Local cases of pertussis, otherwise known as whooping cough, have popped up in Oak Park in higher numbers this year than any year in the previous decade.
According to Michael Charley, public health director of the Oak Park Health Department, as of Dec. 16 there are 10 confirmed cases in Oak Park, which has averaged 3.1 cases per year between 2008 and 2018.
Within public schools, according to Charley, District 200 has five confirmed cases (four students and one teacher) and District 97 has two confirmed cases, both students.
In River Forest, District 90 has three confirmed cases of pertussis as of Dec. 16: two at Roosevelt Middle School and one at Willard School.
It could not be confirmed at time of publication whether the confirmed cases in D200, D97 or D90 were in vaccinated or unvaccinated children.
In Dec. 10 and Dec. 16 memos to D90 parents, the steps the district was taking to help prevent further infections were outlined, and information from the Cook County Department of Public Health was forwarded.
“Please be assured that all of the district’s nurses are aware of this situation and are monitoring the situation,” read the memo. “Our nurses are following the recommended protocols of the Illinois Department of Public Health and the Centers for Disease Control and Prevention (CDC).”
The custodial staff at all D90 locations have been intensifying disinfection of classrooms, bathrooms, desks, door handles and other common areas throughout the school.
Pertussis, a bacterial infection, is treatable by antibiotics, but it is highly contagious and is often misdiagnosed or, because early symptoms mimic those of the common cold, not diagnosed right away. After the initial symptoms of a runny nose, sneezing, low-grade fever and mild cough, the illness progresses. Coughing fits can become severe, especially at night, and can bring with them the characteristic “whoop” after which the disease was named. Coughing fits can be so intense they can lead to vomiting or difficulty breathing.
Pertussis is spread through coughing and sneezing, and the cough can last for weeks. Symptoms generally occur 5-10 days after exposure but can take up to 21 days, according to the Cook County Department of Public Health in a memo shared by D90.
According to the Centers for Disease Control (CDC) website, pertussis diagnoses have been on the rise since the early 1980s. The CDC has identified several explanations for this, including “increased awareness, improved diagnostic tests, better reporting, more circulation of the bacteria, and waning immunity.”
Additionally, according to the CDC, there is evidence that the bacteria that causes pertussis is “changing at a genetic level,” though studies suggest that the current vaccines are still effective even as the bacteria transforms.
However, the currently used pertussis vaccines may be less effective than those used prior to the 1990s, which could account, in part, for pertussis cases being on the rise since the 1980s.

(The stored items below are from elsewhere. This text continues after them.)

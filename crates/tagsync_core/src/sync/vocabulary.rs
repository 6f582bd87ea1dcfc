//! Project vocabulary reconciliation.
//!
//! # Responsibility
//! - Bring both stores' project tag vocabularies to the union of names
//!   present in either.
//!
//! # Invariants
//! - Strictly additive: no tag is ever removed from either store.
//! - Local tags pass through the reserved filter before comparison; remote
//!   tags do not (observed behavior kept as-is, see DESIGN.md).
//! - Matching is exact name equality, O(n*m) scans.

use crate::context::ProjectContext;
use crate::store::local::LocalStore;
use crate::store::record::{create_project_tag, fetch_project_tags};
use crate::store::remote::RemoteStore;
use crate::store::StoreResult;
use crate::sync::filter::filter_tags;
use crate::sync::VocabularySyncReport;
use log::{debug, info};

/// Reconciles the project tag vocabularies of both stores.
///
/// After a successful call, every tag name present in either store before
/// the call is present in both. Creation order within each side follows
/// the source store's listing order.
///
/// # Errors
/// Store failures propagate immediately; tags created before the failure
/// are not rolled back.
pub fn sync_project_vocabulary<L: LocalStore, R: RemoteStore>(
    ctx: &mut ProjectContext<L, R>,
) -> StoreResult<VocabularySyncReport> {
    let local_tags: Vec<_> = filter_tags(ctx.local.list_project_tags()?).collect();
    let remote_tags = fetch_project_tags(&ctx.remote, &ctx.project)?;

    let local_only: Vec<_> = local_tags
        .iter()
        .filter(|local| !remote_tags.iter().any(|remote| remote.name == local.name))
        .collect();
    let remote_only: Vec<_> = remote_tags
        .iter()
        .filter(|remote| !local_tags.iter().any(|local| local.name == remote.name))
        .collect();

    let mut report = VocabularySyncReport::default();

    for local_tag in local_only {
        create_project_tag(&mut ctx.remote, &ctx.project, &local_tag.name)?;
        debug!(
            "event=vocabulary_tag_created module=sync side=remote project={} tag={}",
            ctx.project.name, local_tag.name
        );
        report.created_remote.push(local_tag.name.clone());
    }

    for remote_tag in remote_only {
        let tag = ctx.local.create_tag(&remote_tag.name)?;
        ctx.local.insert_tag_into_vocabulary(&tag)?;
        debug!(
            "event=vocabulary_tag_created module=sync side=local project={} tag={}",
            ctx.project.name, remote_tag.name
        );
        report.created_local.push(remote_tag.name.clone());
    }

    info!(
        "event=vocabulary_sync module=sync status=ok project={} created_remote={} created_local={}",
        ctx.project.name,
        report.created_remote.len(),
        report.created_local.len()
    );
    Ok(report)
}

The vaccines currently given, DTaP and Tdap, are acellular vaccines, which contain only some organic material from Bordetella pertussis, the bacteria that causes the disease. These vaccines may not provide protection as effective as DTP, a whole cell vaccine, which contains the entire inactivated B. pertussis organism.
In the 1990s, according to the CDC, doctors in the United States switched from DTP, the whole cell vaccine, to DTaP and Tdap, the acellular vaccines, because they had less major and minor side effects.
But this change may have left Americans slightly less protected against the disease. According to the CDC website, “Acellular pertussis vaccines may not prevent colonization (carrying the bacteria in your body without getting sick) or spread of the bacteria.”
Additionally, waning immunity to the vaccine can leave even vaccinated people less protected than they might believe.
According to the Dec. 10 Cook County Department of Public Health’s memo regarding the Roosevelt Middle School student with pertussis, required vaccinations for the illness should be given at ages 2, 4, 6 and 15 months. A booster should be given between the ages of 4 and 6.
However, according to the memo, “immunity begins to wane three to five years after the last shot. Protection can be completely gone by the time a child enters middle school.”
The CDC confirms this, estimating that “in the first year after getting vaccinated with Tdap, it protects about seven out of 10 people who receive it. There is a decrease in effectiveness in each following year. About three or four out of 10 people are fully protected four years after getting Tdap.”
For this reason, states the Cook County Department of Health, a Tdap booster is recommended for preteens at age 11 or 12. The department states that being up to date with Tdap is especially important for teens who will be around babies.
Recommendations from the CDC also include Tdap for children 7-10 years old who are not fully vaccinated with DTaP, adults 65 years and older who are in close contact with young infants, and health-care workers. It is recommended that pregnant women should receive a dose of Tdap during each pregnancy between 27 and 36 weeks of gestation.